「あ、国見ちゃん。その後はどう?」
「お陰さまで、蟠りは無くなりましたよ」
「へぇ!よかったじゃん!で?」
「で?って言われても」
「告白は」
「直接は言ってないんですけど伝わらないものですね知ってましたけど」
「さくらちゃんに遠まわしの告白は絶対に通じないでしょ」
「抱きしめても伝わらないんですよ。あいつ鈍感過ぎ」

え、国見ちゃん割と奥手っぽいのに普通に抱きしめたりしちゃうんだ、いがーい!なんて笑う及川さんに岩泉さんが拳を振りおろしていた。そんな状況を横目に俺は携帯を見る。何件かメール受信がある中でさくらの名前を見つけた。

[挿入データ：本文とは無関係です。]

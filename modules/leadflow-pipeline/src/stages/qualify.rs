//! Qualification gate: parse the score and route.

use anyhow::Result;
use async_trait::async_trait;
use tracing::info;

use leadflow_common::LeadFlowError;
use leadflow_engine::Node;

use crate::deps::PipelineDeps;
use crate::state::{Qualification, RunState, StateDelta};

/// Score at or above which a lead gets outreach collateral.
pub const OUTREACH_THRESHOLD: f64 = 3.0;

/// Score at or above which the persisted QUALIFIED field reads YES.
/// Deliberately distinct from [`OUTREACH_THRESHOLD`].
// TODO: confirm with product whether the 3.0/6.0 split is intentional
// before unifying these (see DESIGN.md).
pub const CRM_QUALIFIED_THRESHOLD: f64 = 6.0;

impl Qualification {
    pub fn from_score(score: f64) -> Self {
        if score >= OUTREACH_THRESHOLD {
            Qualification::Qualified
        } else {
            Qualification::NotQualified
        }
    }
}

/// QUALIFIED field text persisted by the CRM update.
pub fn qualified_flag(score: f64) -> &'static str {
    if score >= CRM_QUALIFIED_THRESHOLD {
        "YES"
    } else {
        "NO"
    }
}

/// Parse the lead score and record the routing decision. A non-numeric
/// score is fatal to this lead's traversal, never silently defaulted.
pub struct QualifyGate;

#[async_trait]
impl Node<RunState, PipelineDeps> for QualifyGate {
    fn name(&self) -> &str {
        "qualify_lead"
    }

    async fn run(&self, state: &RunState, _deps: &PipelineDeps) -> Result<Vec<StateDelta>> {
        let raw = state.lead_score.trim();
        let score: f64 = raw.parse().map_err(|_| LeadFlowError::MalformedScore {
            score: raw.to_string(),
        })?;

        let qualification = Qualification::from_score(score);
        info!(score, ?qualification, "Qualification decided");

        Ok(vec![StateDelta::Qualified(qualification)])
    }
}

/// Router for the conditional edge out of the gate.
pub fn route(state: &RunState) -> Qualification {
    state.qualification.unwrap_or(Qualification::NotQualified)
}

#[cfg(test)]
mod tests {
    use super::*;

    #[test]
    fn routing_threshold_is_three() {
        assert_eq!(
            Qualification::from_score(2.9999),
            Qualification::NotQualified
        );
        assert_eq!(Qualification::from_score(3.0), Qualification::Qualified);
        assert_eq!(Qualification::from_score(5.9999), Qualification::Qualified);
    }

    #[test]
    fn crm_flag_threshold_is_six_and_independent() {
        assert_eq!(qualified_flag(5.9999), "NO");
        assert_eq!(qualified_flag(6.0), "YES");
        // Qualified for outreach but still NO in the CRM field.
        assert_eq!(Qualification::from_score(5.9999), Qualification::Qualified);
    }

    #[tokio::test]
    async fn non_numeric_score_is_a_lead_scoped_error() {
        let mut state = RunState::default();
        state.lead_score = "N/A".to_string();

        let deps = crate::testing::mock_deps();
        let err = QualifyGate.run(&state, &deps).await.unwrap_err();
        let lead_err = err.downcast_ref::<LeadFlowError>().unwrap();
        assert!(lead_err.is_lead_scoped());
    }
}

<月島君と山口君にお話ししたよ。月島君は私に似合いすぎて気持ち悪いっていってました。いつも脳内花畑って。ひどいよね>

思わず笑ってしまった。<まったく持ってその通りだと思うけど>とメールを返す。顔を上げると及川さんが俺を凝視していた。

「な、なんですか」
「いやー、良い顔で笑うようになったなぁって。今日の部活も良い感じだったし」
「良い感じにサボってたよな。溝口コーチに何回怒鳴られてたよ国見」
「そこは察してよ岩ちゃん」

全部俺のお陰だからね国見ちゃん!さぁ先輩を敬え!とドヤ顔する及川さんに「調子に乗るなよ」とまた岩泉さんは拳を振りおろした。ついでに俺も殴っておいた。そして「お先失礼しまーす。お疲れさまでしたー」と俺は部室を出た。及川さんの叫び声が聞こえたのは多分気のせいだ。





「もしもし?」
『国見君部活だったんだよね?お疲れ様!』
「うん。さくらの方は大丈夫」
『大丈夫だよ。2人とも、すごく優しいから』
「……そう」

さくらは友達として見ているし、あの2人だってさくらを友達として見てるのは知っている。俺の心情にも気づいてるわけだし。でも、なんかむかつく。携帯を握りしめる。『国見君?』無言を不審に思ったのだろうか、さくらが声を掛ける。ほんと、こいつに振り回されてばっかりでむかつく。はぁ、と溜息を吐き空を見上げる。もう星が出ていた。

「ねぇさくら」
『なぁに国見君』
「俺はさくらが好きだよ」
『私も国見君がだいすきだよ』

…ほんとこいつむかつく…。さっきよりも大きく、わざとらしく溜息を吐く。わかってたよ、まったく。脳内お花畑本気でなめてた。

『国見君?私何か間違えた…?』
「別に。ただ思った以上にお花畑だなって思っただけ」
『…もしかして私の事?』
「もしかしなくてもお前の事だよ」
『なんでみんなそう言うかなぁ…』

自覚ないって本当におそろしい。




▽△▽


切れた携帯の画面を眺める。普通に、会話できるようになったなぁ。普通の事なのに、それがとても嬉しい。明日も明後日も、国見君とお話しできる。学校が違うから、そう毎日会えないけど、電話なら毎日出来るもんね。怒られちゃうかな?


――俺はさくらが好きだよ


私だって、国見君の事が大好きだよ。どうせ伝わってないんだろうけど。国見君と同じ気持ちの好きだもん。ずっとずっと、だいすきなんだもん。

「…うわぁ…」

気が付くと、部屋が花で埋め尽くされていた。片づけるの大変だぁ。最早花の海となった部屋で寝転がる。視界が花しかない。全身が花に覆い尽くされる。このまま、花の海で溺れちゃえばいいのに。そう思うほどに、今の私は幸せだ。